Long-term Software Architecture Management with Multi-Technology Tool Support
Simon Giesecke, Jörg Friebe and Martin Frenzel
To keep our software products and cross-product software components maintainable, an approach to software architecture management with a long-term perspective is required. One-time modeling of the intended software architecture is not sufficient. Instead, it must be maintained throughout the whole life-cycle of the software system. Tool support is required to monitor the actual physical software architecture. Deviations must be resolved by modifying the software system or the software architecture description. All software architectures are required to follow a consistent architectural style, which is defined in a technology-neutral way and mapped to all technologies we use in development. In order to support this multi-technology landscape, the architectural style, and our use cases, we developed a tool suite, the BTC RevEngTools.

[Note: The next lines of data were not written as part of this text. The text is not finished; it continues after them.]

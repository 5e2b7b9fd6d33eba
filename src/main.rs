//! feedchart - live bar chart of a WebSocket data feed
//!
//! Connects to the counting device, draws one bar per category, and keeps
//! reconnecting after a fixed delay whenever the link drops.
//!
//! ## Usage
//!
//! ```bash
//! # Start the dashboard against the default device
//! feedchart
//!
//! # Another endpoint and a faster retry
//! feedchart --endpoint ws://127.0.0.1:8080 --reconnect-delay-ms 500
//!
//! # No terminal UI, log chart updates instead
//! feedchart --headless -v
//!
//! # Custom config file and log directory
//! feedchart --config ./feedchart.yaml --log-dir /tmp/feedchart-logs
//! ```

use std::io::Write;
use std::panic;
use std::path::PathBuf;
use std::process::ExitCode;

use clap::Parser;
use feedchart_config::{Config, Overrides};
use feedchart_core::{FeedChartError, LogGuard, LogOutput, init_logging};
use feedchart_feed::{FeedListener, ListenerConfig};
use feedchart_tui::{App, SnapshotSink, run_headless};
use tracing::{error, info};

/// Live bar chart of a WebSocket data feed
///
/// Shows the latest quantity per category as reported by the device and
/// reconnects automatically when the connection drops.
#[derive(Parser, Debug)]
#[command(name = "feedchart")]
#[command(author, version, about, long_about = None)]
struct Cli {
    /// WebSocket endpoint of the data source (overrides the config file)
    #[arg(long)]
    endpoint: Option<String>,

    /// Milliseconds to wait before reconnecting (overrides the config file)
    #[arg(long)]
    reconnect_delay_ms: Option<u64>,

    /// Config file (defaults to ~/.feedchart/config.yaml when present)
    #[arg(long)]
    config: Option<PathBuf>,

    /// Run without the terminal UI and log chart updates instead
    #[arg(long)]
    headless: bool,

    /// Directory for log files (defaults to ~/.feedchart/logs/)
    #[arg(long)]
    log_dir: Option<PathBuf>,

    /// Enable verbose logging (increases log level)
    #[arg(short, long, action = clap::ArgAction::Count)]
    verbose: u8,
}

fn main() -> ExitCode {
    let cli = Cli::parse();

    let config = match load_config(&cli) {
        Ok(config) => config,
        Err(e) => {
            report(&e);
            return ExitCode::from(1);
        }
    };

    let _guard = match setup_logging(&cli, &config) {
        Ok(guard) => guard,
        Err(e) => {
            eprintln!("Failed to initialize logging: {}", e);
            return ExitCode::from(1);
        }
    };

    if !cli.headless {
        install_panic_hook();
    }

    info!(
        endpoint = %config.feed.endpoint,
        reconnect_delay_ms = config.feed.reconnect_delay_ms,
        headless = cli.headless,
        "Starting feedchart"
    );

    let runtime = match tokio::runtime::Builder::new_current_thread()
        .enable_all()
        .build()
    {
        Ok(runtime) => runtime,
        Err(e) => {
            error!("Failed to start runtime: {}", e);
            eprintln!("Error: failed to start runtime: {}", e);
            return ExitCode::from(1);
        }
    };

    match runtime.block_on(run(&config, cli.headless)) {
        Ok(()) => {
            info!("feedchart exited normally");
            ExitCode::SUCCESS
        }
        Err(e) => {
            error!("feedchart error: {}", e);
            report(&e);
            ExitCode::from(1)
        }
    }
}

/// Load the config file and apply command line overrides.
fn load_config(cli: &Cli) -> feedchart_core::Result<Config> {
    let config = Config::load(cli.config.as_deref())?.with_overrides(Overrides {
        endpoint: cli.endpoint.clone(),
        reconnect_delay_ms: cli.reconnect_delay_ms,
        log_dir: cli.log_dir.clone(),
    });
    config.validate()?;
    Ok(config)
}

/// Set up logging based on CLI arguments and config.
fn setup_logging(cli: &Cli, config: &Config) -> feedchart_core::Result<LogGuard> {
    // The TUI owns the terminal, so only headless mode logs to stderr
    let output = if cli.headless {
        LogOutput::FileAndConsole
    } else {
        LogOutput::FileOnly
    };
    init_logging(config.logging.dir.clone(), cli.verbose > 0, output)
}

/// Start the listener, run the chosen front end, then stop the listener.
async fn run(config: &Config, headless: bool) -> feedchart_core::Result<()> {
    let listener_config = ListenerConfig::new(&config.feed.endpoint, config.feed.reconnect_delay())
        .with_buffer_size(config.feed.channel_buffer);
    let (listener, mut events) = FeedListener::new(listener_config);
    let handle = listener.spawn();

    let result = if headless {
        let mut sink = SnapshotSink::new();
        run_headless(&mut sink, &mut events, async {
            if let Err(e) = tokio::signal::ctrl_c().await {
                error!("Failed to listen for Ctrl+C: {}", e);
            }
        })
        .await;
        info!(updates = sink.updates(), snapshot = %sink.summary(), "final chart");
        Ok(())
    } else {
        let mut app = App::new(config);
        app.run(&mut events)
            .await
            .map_err(|e| FeedChartError::TerminalInit {
                message: e.to_string(),
            })
    };

    // Unblock a listener waiting on a full channel before asking it to stop
    drop(events);
    handle.stop().await;
    result
}

/// Print an error and any guidance to stderr.
fn report(e: &FeedChartError) {
    eprintln!("{}: {}", error_label(e), e);
    if let Some(hint) = e.guidance() {
        eprintln!("Hint: {}", hint);
    }
}

fn error_label(e: &FeedChartError) -> &'static str {
    if e.is_fatal() { "Fatal error" } else { "Error" }
}

/// Install a panic hook that restores the terminal before printing the panic message.
fn install_panic_hook() {
    let original_hook = panic::take_hook();

    panic::set_hook(Box::new(move |panic_info| {
        let _ = restore_terminal();
        original_hook(panic_info);
    }));
}

/// Restore terminal to its normal state.
fn restore_terminal() -> std::io::Result<()> {
    let mut stdout = std::io::stdout();

    let _ = crossterm::terminal::disable_raw_mode();
    crossterm::execute!(
        stdout,
        crossterm::terminal::LeaveAlternateScreen,
        crossterm::cursor::Show
    )?;
    stdout.flush()?;

    Ok(())
}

Model-Driven Business Document Evolution
Christian Pichler
The United Nations Centre for Trade Facilitation and Electronic Business (UN/CEFACT) provides a conceptual, model-driven approach, named the Core Components Technical Specification (CCTS), for creating business document models. These business document models are essential for defining service interfaces of systems following the Service-oriented Architecture (SOA) paradigm. However, in such a highly dynamic environment with ever-changing market demands, business partners are confronted with the need to constantly adapt their systems. This implies revising conceptual business documents as well as adapting the corresponding service interface definitions. In this paper, we discuss evolution challenges encountered while using CCTS in industry. Furthermore, we present our current framework as well as future challenges for model-driven business document evolution in service-oriented systems.
Prioritizing Requirements-Based Regression Test Cases: A Goal-Driven
Mazeiar Salehie, Sen Li, Ladan Tahvildari, Rozita Dara, Shimin Li and Mark Moore
Any changes for maintenance or evolution purposes may break existing working features, or may violate the requirements established in the previous software releases. Regression testing is essential to avoid these problems, but it may be ended up with executing many time-consuming test cases. This paper tries to address prioritizing requirementsbased regression test cases. To this end, system-level testing is focused regarding two practical issues in industrial environments: i) addressing multiple goals regarding quality, cost and effort in a project, and ii) using non-code metrics due to the lack of detailed code metrics in some situations. This paper reports a goal-driven practice at Research In Motion (RIM) towards prioritizing requirements-based test cases regarding these issues. Goal-Question-Metric (GQM) is adopted in identifying metrics for prioritization. Two sample goals are discussed to demonstrate the approach: detecting bugs earlier and maintaining testing effort. We use two releases of a prototype Web-based email client to conduct a set of experiments based on the two mentioned goals. Finally, we discuss lessons learned from applying the goal-driven approach and experiments, and we propose few directions for future research.